Submitted by ICConline on
The protests that began on 7 December, after the departure of Pedro Castillo's government, have continued; and as a result of the violence unleashed, the Peruvian Public Prosecutor's Office indicated that, as of 20 January, 55 people had died and more than 1,200 had been injured. Similarly, there are still 78 road blockades and protest actions in 28 provinces, especially in the south of the country. On 15 January, the regions of Puno, Cusco, Lima and Callao were declared to be in a state of emergency for a period of 30 calendar days. The current government of Dina Boluarte remains firm in its decision to take an "iron fist" to the protests and to initiate judicial investigations with the support of the police intelligence apparatus, in an attempt to avoid a scenario similar to that experienced in recent years in countries such as Chile and Colombia. On the other hand, the demonstrators are demanding the release of former president Pedro Castillo (whom they see as the victim of a coup d'état), the resignation of Dina Boluarte, early elections and the holding of a referendum to approve the start of a constitutional process.

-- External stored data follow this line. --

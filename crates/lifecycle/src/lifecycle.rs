use std::sync::Arc;

use metrics::counter;
use rand::Rng;
use smallvec::SmallVec;
use stagehand_core::StageConfig;
use tracing::debug;

use crate::error::{EvalError, StageError};
use crate::resource::Resource;
use crate::stage::Stage;

/// Ordered, read-only stage set.
#[derive(Debug, Clone, Default)]
pub struct Lifecycle {
    stages: Vec<Arc<Stage>>,
}

impl Lifecycle {
    /// Build every stage; any error rejects the whole set. Stages without a
    /// selector are dropped.
    pub fn new(configs: &[StageConfig]) -> Result<Self, StageError> {
        let mut stages = Vec::with_capacity(configs.len());
        for config in configs {
            let stage = Stage::new(config)?;
            if stage.is_inert() {
                debug!(stage = %stage.name(), "skipping inert stage");
                continue;
            }
            stages.push(Arc::new(stage));
        }
        Ok(Self { stages })
    }

    pub fn from_stages(stages: impl IntoIterator<Item = Stage>) -> Self {
        Self { stages: stages.into_iter().filter(|s| !s.is_inert()).map(Arc::new).collect() }
    }

    /// Stages whose `resourceRef` names this group and kind.
    pub fn for_kind(&self, api_group: &str, kind: &str) -> Lifecycle {
        Self { stages: self.stages.iter().filter(|s| s.targets(api_group, kind)).cloned().collect() }
    }

    pub fn stages(&self) -> &[Arc<Stage>] { &self.stages }
    pub fn len(&self) -> usize { self.stages.len() }
    pub fn is_empty(&self) -> bool { self.stages.is_empty() }
    pub fn get(&self, name: &str) -> Option<&Arc<Stage>> { self.stages.iter().find(|s| s.name() == name) }

    /// Matching stages in configuration order.
    pub fn matches(&self, resource: &Resource) -> Vec<&Arc<Stage>> {
        self.stages.iter().filter(|s| s.matches(resource)).collect()
    }

    /// Weighted random choice among the matching stages.
    ///
    /// Weights of 1 or less count as zero; when all are zero the choice is
    /// uniform. Weight expression errors propagate.
    pub fn pick<R: Rng + ?Sized>(&self, resource: &Resource, rng: &mut R) -> Result<Option<&Arc<Stage>>, EvalError> {
        let matched = self.matches(resource);
        let picked = match matched.len() {
            0 => None,
            1 => Some(matched[0]),
            n => {
                let weights = matched
                    .iter()
                    .map(|s| s.weight(resource, &mut *rng).map(|w| if w > 1 { w } else { 0 }))
                    .collect::<Result<SmallVec<[i64; 8]>, _>>()?;
                let total = weights.iter().fold(0i64, |acc, w| acc.saturating_add(*w));
                if total == 0 {
                    Some(matched[rng.gen_range(0..n)])
                } else {
                    let mut r = rng.gen_range(0..total);
                    let mut chosen = matched[n - 1];
                    for (&stage, w) in matched.iter().zip(weights.iter()) {
                        r -= w;
                        if r < 0 {
                            chosen = stage;
                            break;
                        }
                    }
                    Some(chosen)
                }
            }
        };
        if let Some(stage) = picked {
            debug!(resource = %resource.display_name(), stage = %stage.name(), candidates = matched.len(), "picked stage");
            counter!("stage_pick_total", 1u64, "stage" => stage.name().to_string());
        }
        Ok(picked)
    }
}
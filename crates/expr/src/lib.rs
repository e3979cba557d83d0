//! Stagehand expressions: two query dialects over one normalized value model.
//!
//! - `jq`: path/filter queries producing zero or more results per input
//! - `cel`: typed, side-effect free expressions producing exactly one result
//!
//! Both compile once into a [`Program`] and are evaluated many times against a
//! [`Scope`]. [`ProgramCache`] dedupes compilation by source text.

#![forbid(unsafe_code)]

use std::fmt;
use std::sync::Arc;

use chrono::{DateTime, Utc};

mod cache;
pub mod cel;
pub mod duration;
mod error;
mod lexer;
pub mod jq;
pub mod quantity;
mod value;

pub use cache::ProgramCache;
pub use error::ExprError;
pub use quantity::Quantity;
pub use value::Value;

/// Query language of a compiled program.
#[derive(Debug, Clone, Copy, PartialEq, Eq, Hash)]
pub enum Dialect {
    Jq,
    Cel,
}

impl fmt::Display for Dialect {
    fn fmt(&self, f: &mut fmt::Formatter<'_>) -> fmt::Result {
        match self {
            Dialect::Jq => f.write_str("jq"),
            Dialect::Cel => f.write_str("cel"),
        }
    }
}

/// Evaluation input: the document plus ambient bindings.
#[derive(Clone, Copy)]
pub struct Scope<'a> {
    pub document: &'a Value,
    /// Lowercased resource kind; CEL binds the document under this name too.
    pub kind: Option<&'a str>,
    pub now: DateTime<Utc>,
    /// Source for CEL `Rand()`, uniform in `[0, 1)`.
    pub rand: Option<&'a dyn Fn() -> f64>,
}

impl fmt::Debug for Scope<'_> {
    fn fmt(&self, f: &mut fmt::Formatter<'_>) -> fmt::Result {
        f.debug_struct("Scope")
            .field("kind", &self.kind)
            .field("now", &self.now)
            .field("rand", &self.rand.map(|_| "injected"))
            .finish_non_exhaustive()
    }
}

impl<'a> Scope<'a> {
    pub fn new(document: &'a Value) -> Self {
        Self { document, kind: None, now: Utc::now(), rand: None }
    }

    pub fn with_rand(mut self, rand: &'a dyn Fn() -> f64) -> Self {
        self.rand = Some(rand);
        self
    }

    /// Next `Rand()` value; the thread RNG when nothing was injected.
    pub fn draw(&self) -> f64 {
        match self.rand {
            Some(f) => f(),
            None => rand::random::<f64>(),
        }
    }

    pub fn with_kind(mut self, kind: &'a str) -> Self {
        self.kind = Some(kind);
        self
    }

    pub fn at(mut self, now: DateTime<Utc>) -> Self {
        self.now = now;
        self
    }
}

/// A compiled query, shareable across threads.
pub trait Program: Send + Sync + fmt::Debug {
    fn dialect(&self) -> Dialect;
    fn source(&self) -> &str;
    /// Evaluate against the scope. jq may yield any number of values, CEL yields one.
    fn evaluate(&self, scope: &Scope<'_>) -> Result<Vec<Value>, ExprError>;
}

/// Compile `source` in the given dialect without caching.
pub fn compile(dialect: Dialect, source: &str) -> Result<Arc<dyn Program>, ExprError> {
    match dialect {
        Dialect::Jq => Ok(Arc::new(jq::JqProgram::compile(source)?)),
        Dialect::Cel => Ok(Arc::new(cel::CelProgram::compile(source)?)),
    }
}

pub mod prelude {
    pub use super::{compile, Dialect, ExprError, Program, ProgramCache, Quantity, Scope, Value};
}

In December last year, we published an article online in which we stated the following: "The popular revolts that are rising up as organised actions of the opposing factions of the bourgeois right and left are an expression of the desperation of these same factions to maintain or regain control of the state [giving rise to a polarisation that] has permeated society, with all its burden of confusion and ideological poisoning. An example of this are the demands for the ‘closure of the congress’, ‘they must all go’, ‘new elections’, ‘new constitution’, which are nothing more than democratic demands, which only seek to maintain the status quo of the bourgeois state. These demands have nothing to do with the interests of the working class and its historical project. On the contrary, they can only confine it within this society of exploitation and social classes. They serve to divert workers from their immediate demands based on the defence of their living conditions, which also provide a necessary experience of struggle for the political maturation of their forces. [...] Although we do not doubt that there are elements of the working class involved in these popular revolts who try to express their indignation at the decadence of the political class, they do so on a terrain that is not their own, where the bourgeoisie and petty bourgeoisie impose their democratic banners, in order to keep intact the society of exploitation and the defence of their own interests of profit and gain thanks to the ferocious exploitation of the workers' labour power. These elements of the working class and other non-exploiting strata are being swept along by the irrational and putrefying violence produced by a system that no longer has anything more to offer humanity." [1]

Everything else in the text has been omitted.